» Problem description:
For the data below, give the number of lines containing "ClassLabels" and nothing more.
- - -
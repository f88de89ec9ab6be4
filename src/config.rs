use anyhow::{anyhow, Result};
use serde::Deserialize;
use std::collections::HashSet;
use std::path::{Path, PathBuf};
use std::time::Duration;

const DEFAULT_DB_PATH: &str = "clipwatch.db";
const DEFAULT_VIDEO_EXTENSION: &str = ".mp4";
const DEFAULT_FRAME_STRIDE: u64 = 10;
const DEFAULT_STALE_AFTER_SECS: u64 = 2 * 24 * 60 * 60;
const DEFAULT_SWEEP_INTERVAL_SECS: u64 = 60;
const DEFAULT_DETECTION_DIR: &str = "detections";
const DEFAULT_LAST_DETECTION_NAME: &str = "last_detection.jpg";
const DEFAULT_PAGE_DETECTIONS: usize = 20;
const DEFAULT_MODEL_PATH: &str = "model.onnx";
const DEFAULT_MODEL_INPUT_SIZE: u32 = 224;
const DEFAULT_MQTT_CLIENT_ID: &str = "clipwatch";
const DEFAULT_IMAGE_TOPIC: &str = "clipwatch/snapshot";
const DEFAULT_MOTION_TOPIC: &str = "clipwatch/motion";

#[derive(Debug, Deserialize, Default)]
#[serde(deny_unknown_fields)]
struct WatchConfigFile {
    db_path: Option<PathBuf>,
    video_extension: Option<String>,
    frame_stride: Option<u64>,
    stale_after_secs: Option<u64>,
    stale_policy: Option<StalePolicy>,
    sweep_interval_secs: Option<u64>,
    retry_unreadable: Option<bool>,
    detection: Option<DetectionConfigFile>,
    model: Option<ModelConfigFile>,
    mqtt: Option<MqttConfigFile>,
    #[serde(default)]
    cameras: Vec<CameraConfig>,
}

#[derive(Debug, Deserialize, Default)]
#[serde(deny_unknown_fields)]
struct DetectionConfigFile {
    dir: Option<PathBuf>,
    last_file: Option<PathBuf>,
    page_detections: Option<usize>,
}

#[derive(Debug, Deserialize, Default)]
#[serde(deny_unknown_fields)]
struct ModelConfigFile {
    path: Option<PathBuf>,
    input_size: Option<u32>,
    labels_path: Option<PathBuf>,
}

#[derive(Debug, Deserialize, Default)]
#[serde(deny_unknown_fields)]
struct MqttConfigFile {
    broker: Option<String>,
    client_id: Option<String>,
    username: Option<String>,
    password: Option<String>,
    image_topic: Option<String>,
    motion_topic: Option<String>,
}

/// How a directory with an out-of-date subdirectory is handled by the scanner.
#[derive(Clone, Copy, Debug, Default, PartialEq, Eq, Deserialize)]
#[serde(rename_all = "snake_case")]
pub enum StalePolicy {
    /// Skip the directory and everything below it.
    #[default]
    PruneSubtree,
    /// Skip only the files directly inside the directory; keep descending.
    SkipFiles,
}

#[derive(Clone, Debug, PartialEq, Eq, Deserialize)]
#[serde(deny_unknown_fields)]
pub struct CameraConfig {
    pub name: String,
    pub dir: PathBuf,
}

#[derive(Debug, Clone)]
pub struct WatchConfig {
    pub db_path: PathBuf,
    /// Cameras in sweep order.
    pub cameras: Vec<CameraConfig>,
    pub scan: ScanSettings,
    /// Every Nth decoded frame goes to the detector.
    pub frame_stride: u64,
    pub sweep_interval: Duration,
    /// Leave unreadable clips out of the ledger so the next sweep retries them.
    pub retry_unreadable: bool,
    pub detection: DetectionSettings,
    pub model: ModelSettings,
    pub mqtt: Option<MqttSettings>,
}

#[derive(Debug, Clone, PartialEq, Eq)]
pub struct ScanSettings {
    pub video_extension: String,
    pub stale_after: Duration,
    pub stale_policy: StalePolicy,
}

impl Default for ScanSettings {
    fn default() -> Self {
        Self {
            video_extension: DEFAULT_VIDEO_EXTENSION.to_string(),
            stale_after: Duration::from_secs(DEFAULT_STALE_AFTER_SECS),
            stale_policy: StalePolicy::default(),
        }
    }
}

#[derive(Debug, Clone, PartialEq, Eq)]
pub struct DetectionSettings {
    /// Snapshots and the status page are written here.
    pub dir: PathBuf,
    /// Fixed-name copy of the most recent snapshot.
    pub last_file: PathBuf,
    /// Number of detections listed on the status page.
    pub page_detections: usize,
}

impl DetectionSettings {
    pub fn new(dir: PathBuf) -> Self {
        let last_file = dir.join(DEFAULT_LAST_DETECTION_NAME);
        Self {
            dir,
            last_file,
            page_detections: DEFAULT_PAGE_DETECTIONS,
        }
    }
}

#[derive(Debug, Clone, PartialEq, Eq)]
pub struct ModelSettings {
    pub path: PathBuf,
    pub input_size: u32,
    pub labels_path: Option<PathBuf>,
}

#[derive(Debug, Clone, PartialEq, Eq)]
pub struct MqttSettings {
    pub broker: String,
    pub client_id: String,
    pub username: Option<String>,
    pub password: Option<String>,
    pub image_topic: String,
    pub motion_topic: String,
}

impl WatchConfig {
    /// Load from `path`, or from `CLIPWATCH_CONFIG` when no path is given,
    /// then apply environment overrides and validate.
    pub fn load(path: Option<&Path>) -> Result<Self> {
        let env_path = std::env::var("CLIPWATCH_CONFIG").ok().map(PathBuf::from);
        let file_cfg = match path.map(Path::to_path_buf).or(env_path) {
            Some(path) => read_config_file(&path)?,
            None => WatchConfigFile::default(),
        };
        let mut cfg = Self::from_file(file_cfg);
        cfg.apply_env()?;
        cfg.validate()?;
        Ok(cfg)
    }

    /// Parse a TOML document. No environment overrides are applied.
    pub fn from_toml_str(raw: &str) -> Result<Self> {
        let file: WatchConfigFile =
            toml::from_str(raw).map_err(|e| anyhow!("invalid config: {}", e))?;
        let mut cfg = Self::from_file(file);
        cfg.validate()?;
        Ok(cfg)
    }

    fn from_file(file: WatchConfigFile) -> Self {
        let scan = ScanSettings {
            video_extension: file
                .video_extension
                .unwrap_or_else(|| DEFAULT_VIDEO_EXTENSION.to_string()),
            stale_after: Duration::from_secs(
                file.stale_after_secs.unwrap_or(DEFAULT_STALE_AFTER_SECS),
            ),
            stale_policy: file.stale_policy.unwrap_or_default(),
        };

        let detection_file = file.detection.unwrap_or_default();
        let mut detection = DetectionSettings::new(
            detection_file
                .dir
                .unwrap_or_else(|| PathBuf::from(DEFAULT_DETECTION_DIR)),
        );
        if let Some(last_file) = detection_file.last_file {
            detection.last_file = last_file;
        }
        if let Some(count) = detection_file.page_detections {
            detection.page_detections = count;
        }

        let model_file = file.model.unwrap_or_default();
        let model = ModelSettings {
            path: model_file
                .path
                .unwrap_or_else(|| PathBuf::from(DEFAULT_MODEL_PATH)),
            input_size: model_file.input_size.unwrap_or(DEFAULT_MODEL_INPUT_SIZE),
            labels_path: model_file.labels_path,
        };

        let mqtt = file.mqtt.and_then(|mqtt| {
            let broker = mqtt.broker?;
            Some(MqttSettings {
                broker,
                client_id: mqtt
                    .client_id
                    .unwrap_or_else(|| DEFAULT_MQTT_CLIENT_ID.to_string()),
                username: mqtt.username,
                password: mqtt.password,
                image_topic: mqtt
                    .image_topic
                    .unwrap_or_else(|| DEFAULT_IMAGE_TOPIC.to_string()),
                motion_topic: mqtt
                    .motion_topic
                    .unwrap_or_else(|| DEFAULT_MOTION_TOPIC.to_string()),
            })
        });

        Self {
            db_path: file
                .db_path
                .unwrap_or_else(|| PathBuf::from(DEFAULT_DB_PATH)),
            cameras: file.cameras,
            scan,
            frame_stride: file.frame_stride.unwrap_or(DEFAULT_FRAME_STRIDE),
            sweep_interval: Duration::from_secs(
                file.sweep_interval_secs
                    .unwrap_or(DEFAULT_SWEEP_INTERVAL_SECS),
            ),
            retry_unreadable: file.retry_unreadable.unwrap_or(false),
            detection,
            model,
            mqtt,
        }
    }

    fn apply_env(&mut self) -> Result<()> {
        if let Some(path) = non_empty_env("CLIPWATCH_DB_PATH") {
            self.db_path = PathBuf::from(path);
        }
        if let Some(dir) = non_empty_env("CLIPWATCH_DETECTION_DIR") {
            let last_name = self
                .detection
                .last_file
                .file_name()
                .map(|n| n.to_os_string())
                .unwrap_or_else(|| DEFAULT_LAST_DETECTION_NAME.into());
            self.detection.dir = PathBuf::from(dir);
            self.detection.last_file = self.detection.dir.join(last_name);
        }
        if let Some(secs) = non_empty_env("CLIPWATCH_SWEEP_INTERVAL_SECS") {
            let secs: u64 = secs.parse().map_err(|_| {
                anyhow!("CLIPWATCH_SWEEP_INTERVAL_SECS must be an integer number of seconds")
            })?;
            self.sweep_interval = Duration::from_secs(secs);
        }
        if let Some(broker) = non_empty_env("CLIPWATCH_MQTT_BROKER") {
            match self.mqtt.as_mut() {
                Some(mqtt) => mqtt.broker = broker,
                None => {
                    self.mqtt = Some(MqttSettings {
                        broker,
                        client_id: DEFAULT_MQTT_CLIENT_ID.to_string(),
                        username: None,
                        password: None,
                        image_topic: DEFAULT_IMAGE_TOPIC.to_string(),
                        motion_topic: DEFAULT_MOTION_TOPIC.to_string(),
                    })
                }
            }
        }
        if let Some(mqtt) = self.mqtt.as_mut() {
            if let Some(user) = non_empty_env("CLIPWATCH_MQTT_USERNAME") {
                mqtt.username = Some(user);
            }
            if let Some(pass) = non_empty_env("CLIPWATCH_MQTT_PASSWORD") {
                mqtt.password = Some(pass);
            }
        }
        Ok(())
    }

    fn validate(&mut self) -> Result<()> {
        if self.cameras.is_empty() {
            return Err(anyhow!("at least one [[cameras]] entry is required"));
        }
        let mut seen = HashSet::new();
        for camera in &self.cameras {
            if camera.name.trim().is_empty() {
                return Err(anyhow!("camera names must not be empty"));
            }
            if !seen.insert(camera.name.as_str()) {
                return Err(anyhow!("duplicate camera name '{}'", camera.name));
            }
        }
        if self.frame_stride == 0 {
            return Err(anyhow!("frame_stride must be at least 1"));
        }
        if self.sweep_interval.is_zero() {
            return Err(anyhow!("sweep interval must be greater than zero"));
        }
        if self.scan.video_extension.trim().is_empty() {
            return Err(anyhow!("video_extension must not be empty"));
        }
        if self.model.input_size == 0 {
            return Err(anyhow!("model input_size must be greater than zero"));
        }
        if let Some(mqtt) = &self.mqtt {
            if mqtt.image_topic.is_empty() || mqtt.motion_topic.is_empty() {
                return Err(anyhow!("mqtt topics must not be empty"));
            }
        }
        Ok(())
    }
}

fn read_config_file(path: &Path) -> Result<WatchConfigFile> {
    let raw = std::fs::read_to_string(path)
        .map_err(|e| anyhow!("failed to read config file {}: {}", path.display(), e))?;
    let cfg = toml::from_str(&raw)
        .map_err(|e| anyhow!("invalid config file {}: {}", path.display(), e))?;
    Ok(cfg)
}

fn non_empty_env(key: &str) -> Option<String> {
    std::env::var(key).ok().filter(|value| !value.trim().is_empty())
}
- - -
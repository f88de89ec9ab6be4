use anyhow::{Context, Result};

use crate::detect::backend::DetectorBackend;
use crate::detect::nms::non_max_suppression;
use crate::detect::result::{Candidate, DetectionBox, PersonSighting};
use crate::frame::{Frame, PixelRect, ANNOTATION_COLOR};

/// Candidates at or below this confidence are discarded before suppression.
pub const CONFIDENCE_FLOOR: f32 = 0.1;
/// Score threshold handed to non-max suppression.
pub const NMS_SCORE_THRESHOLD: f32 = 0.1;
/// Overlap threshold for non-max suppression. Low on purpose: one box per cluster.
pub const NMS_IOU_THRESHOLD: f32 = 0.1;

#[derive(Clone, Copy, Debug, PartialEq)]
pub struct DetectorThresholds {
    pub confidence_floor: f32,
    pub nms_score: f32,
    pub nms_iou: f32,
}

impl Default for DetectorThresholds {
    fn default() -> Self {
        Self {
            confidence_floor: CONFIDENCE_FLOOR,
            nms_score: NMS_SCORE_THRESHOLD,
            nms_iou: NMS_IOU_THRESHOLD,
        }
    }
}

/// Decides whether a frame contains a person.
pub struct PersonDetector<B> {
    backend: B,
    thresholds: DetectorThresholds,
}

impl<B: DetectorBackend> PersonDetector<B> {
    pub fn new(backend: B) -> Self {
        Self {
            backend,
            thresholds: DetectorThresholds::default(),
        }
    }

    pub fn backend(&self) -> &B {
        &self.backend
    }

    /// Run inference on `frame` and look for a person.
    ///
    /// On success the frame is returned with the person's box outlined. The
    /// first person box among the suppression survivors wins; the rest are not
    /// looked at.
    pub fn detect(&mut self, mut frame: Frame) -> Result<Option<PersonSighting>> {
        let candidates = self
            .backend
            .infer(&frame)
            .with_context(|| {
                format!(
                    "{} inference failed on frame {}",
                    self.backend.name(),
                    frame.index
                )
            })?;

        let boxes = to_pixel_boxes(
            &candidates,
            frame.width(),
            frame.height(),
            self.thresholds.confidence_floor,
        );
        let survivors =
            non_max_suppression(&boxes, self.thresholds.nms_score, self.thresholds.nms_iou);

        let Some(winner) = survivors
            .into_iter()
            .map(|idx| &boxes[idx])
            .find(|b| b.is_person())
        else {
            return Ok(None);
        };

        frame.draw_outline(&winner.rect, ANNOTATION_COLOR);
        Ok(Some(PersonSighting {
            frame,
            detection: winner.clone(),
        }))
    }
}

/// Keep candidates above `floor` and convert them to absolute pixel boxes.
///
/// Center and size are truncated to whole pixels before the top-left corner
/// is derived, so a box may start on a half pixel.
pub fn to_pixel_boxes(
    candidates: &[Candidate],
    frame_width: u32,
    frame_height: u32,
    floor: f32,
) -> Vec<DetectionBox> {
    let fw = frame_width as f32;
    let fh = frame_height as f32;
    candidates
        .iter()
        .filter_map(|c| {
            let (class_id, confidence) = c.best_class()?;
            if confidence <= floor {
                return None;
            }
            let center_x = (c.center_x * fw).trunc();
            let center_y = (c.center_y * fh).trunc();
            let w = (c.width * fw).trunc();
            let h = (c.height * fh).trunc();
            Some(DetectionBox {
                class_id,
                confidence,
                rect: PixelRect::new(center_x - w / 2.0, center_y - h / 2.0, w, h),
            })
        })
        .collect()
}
- - -
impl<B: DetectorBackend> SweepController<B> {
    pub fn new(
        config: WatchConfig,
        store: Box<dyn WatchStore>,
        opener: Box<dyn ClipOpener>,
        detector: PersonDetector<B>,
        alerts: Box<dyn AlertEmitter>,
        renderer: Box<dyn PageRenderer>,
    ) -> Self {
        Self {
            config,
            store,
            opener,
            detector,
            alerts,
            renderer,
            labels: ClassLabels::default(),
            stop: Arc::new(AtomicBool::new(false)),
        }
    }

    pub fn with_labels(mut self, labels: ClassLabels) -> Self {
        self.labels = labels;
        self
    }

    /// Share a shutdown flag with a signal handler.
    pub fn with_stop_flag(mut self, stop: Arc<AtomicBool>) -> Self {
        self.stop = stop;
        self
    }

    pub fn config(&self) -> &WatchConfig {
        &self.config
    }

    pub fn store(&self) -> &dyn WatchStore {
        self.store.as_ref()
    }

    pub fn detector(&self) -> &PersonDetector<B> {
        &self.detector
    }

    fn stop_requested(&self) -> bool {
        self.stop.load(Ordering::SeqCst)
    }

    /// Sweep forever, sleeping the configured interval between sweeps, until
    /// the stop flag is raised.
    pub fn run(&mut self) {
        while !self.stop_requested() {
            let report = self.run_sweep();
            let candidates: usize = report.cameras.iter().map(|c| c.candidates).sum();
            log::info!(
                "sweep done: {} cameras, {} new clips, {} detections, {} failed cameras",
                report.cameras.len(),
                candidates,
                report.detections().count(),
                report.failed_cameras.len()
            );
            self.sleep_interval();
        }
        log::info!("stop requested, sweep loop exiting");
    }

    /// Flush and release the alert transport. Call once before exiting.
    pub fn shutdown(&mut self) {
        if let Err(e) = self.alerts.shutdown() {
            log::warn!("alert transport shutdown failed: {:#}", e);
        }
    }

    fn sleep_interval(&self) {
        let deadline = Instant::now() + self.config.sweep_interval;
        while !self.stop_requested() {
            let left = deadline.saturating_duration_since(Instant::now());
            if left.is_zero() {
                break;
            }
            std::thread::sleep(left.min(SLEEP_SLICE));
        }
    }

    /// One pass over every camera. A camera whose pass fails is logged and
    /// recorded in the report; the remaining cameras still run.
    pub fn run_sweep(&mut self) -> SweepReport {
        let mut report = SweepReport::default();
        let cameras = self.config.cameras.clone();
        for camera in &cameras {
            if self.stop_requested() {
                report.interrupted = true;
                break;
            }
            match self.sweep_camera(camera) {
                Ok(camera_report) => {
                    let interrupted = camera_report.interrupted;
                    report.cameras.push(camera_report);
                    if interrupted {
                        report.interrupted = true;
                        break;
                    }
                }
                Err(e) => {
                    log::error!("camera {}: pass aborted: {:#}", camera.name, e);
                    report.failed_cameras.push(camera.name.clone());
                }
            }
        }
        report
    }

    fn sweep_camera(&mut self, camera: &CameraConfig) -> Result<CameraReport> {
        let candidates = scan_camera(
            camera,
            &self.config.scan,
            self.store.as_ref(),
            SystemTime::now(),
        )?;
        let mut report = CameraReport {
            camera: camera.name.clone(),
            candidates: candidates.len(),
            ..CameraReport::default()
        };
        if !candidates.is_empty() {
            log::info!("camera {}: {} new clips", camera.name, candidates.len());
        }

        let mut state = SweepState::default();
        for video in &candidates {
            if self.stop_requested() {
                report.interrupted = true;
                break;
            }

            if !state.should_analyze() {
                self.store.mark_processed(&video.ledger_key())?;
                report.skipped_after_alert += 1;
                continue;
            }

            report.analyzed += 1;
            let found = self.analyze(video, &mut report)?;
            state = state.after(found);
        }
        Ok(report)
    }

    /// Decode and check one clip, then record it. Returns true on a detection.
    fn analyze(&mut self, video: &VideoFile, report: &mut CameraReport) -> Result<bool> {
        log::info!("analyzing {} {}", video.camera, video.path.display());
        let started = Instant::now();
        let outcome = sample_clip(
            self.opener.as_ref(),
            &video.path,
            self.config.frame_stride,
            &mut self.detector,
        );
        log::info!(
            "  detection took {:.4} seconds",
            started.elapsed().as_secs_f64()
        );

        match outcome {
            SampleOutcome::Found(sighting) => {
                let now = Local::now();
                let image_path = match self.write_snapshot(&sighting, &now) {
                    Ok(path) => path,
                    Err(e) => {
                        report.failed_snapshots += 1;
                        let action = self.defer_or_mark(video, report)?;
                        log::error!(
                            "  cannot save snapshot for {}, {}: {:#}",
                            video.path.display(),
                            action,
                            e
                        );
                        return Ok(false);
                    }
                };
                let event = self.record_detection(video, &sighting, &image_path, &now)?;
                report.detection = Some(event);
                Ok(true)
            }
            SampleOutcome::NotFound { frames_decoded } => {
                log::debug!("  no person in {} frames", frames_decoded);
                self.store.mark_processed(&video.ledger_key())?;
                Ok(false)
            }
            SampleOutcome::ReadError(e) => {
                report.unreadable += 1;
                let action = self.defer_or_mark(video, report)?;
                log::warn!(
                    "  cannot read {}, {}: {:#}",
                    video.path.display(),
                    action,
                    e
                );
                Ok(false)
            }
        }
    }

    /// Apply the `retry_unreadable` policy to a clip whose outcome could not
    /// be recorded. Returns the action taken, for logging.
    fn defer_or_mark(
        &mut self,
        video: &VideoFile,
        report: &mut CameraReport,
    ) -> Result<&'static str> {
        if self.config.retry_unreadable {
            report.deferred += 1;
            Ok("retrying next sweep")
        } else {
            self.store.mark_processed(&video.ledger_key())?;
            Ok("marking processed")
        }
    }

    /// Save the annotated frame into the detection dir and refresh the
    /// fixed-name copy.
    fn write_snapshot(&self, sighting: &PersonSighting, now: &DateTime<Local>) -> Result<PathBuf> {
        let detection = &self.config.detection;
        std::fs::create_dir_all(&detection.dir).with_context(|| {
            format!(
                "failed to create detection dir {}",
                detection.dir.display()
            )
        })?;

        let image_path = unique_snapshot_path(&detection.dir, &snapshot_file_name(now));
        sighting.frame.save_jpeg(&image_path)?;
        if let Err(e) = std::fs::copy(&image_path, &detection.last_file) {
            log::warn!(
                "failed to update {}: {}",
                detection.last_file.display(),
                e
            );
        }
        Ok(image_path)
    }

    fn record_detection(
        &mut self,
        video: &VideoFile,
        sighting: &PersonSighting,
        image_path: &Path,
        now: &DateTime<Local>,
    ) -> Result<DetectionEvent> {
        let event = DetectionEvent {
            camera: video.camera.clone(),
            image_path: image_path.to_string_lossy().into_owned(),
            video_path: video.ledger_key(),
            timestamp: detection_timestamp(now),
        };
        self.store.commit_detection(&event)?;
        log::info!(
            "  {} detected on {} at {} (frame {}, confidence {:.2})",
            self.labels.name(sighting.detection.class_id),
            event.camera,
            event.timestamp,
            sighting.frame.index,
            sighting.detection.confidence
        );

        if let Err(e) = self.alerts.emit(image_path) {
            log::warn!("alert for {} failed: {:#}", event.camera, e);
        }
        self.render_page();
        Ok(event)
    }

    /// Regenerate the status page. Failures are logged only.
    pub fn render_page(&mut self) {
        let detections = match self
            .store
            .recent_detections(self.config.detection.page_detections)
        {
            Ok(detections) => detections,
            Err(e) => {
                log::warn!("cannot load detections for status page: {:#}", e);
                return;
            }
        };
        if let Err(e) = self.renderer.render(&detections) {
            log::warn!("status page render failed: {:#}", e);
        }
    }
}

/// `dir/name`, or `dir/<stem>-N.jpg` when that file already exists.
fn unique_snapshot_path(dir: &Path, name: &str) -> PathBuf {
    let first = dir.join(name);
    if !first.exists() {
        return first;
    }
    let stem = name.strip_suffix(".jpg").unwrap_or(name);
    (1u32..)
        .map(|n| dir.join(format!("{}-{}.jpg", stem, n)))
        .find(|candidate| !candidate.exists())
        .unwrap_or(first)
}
- - -
» Result below:
2